Saved data entries:
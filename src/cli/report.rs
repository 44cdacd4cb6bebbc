//! Commands that report activities into the engine

use anyhow::{bail, Result};

use kinderxp::config::Config;
use kinderxp::GamificationEngine;

use super::present::print_events;

fn flush_events(engine: &mut GamificationEngine, config: &Config) {
    let events = engine.take_events();
    if !events.is_empty() {
        print_events(&events, config);
    }
}

/// Register today's visit and show the streak
pub fn visit_command(engine: &mut GamificationEngine, config: &Config) {
    engine.record_visit();
    flush_events(engine, config);

    let progress = engine.progress();
    println!(
        "Streak: {} day(s) (best {})",
        progress.login_streak, progress.best_streak
    );
}

pub fn claim_command(engine: &mut GamificationEngine, config: &Config) {
    let claim = engine.claim_daily_reward();
    flush_events(engine, config);

    if !claim.granted {
        println!("Today's reward was already claimed. Come back tomorrow!");
    }
}

pub fn game_command(
    engine: &mut GamificationEngine,
    config: &Config,
    game_id: &str,
    score: u32,
    max_score: u32,
) {
    engine.track_game_completion(game_id, score, max_score);
    flush_events(engine, config);
}

pub fn story_command(engine: &mut GamificationEngine, config: &Config, story_id: &str) {
    engine.track_story_read(story_id);
    flush_events(engine, config);
}

pub fn xp_command(engine: &mut GamificationEngine, config: &Config, amount: u32, reason: &str) {
    engine.add_experience(amount, reason);
    flush_events(engine, config);
}

pub fn badge_command(engine: &mut GamificationEngine, config: &Config, badge_id: &str) {
    let awarded = engine.award_badge(badge_id);
    flush_events(engine, config);

    if !awarded {
        if engine.progress().has_badge(badge_id) {
            println!("Badge '{}' is already unlocked.", badge_id);
        } else {
            println!("Unknown badge '{}'. See `kinderxp badges`.", badge_id);
        }
    }
}

pub fn reset_command(engine: &mut GamificationEngine, yes: bool) -> Result<()> {
    if !yes {
        bail!("Refusing to reset progress without --yes");
    }
    engine.reset();
    println!("Progress reset.");
    Ok(())
}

▸ Task
The answer must be the line containing "to reset progress" and every line after it through the end of the records, repeated exactly.

▸ Written solution
        bail!("Refusing to reset progress without --yes");
    }
    engine.reset();
    println!("Progress reset.");
    Ok(())
}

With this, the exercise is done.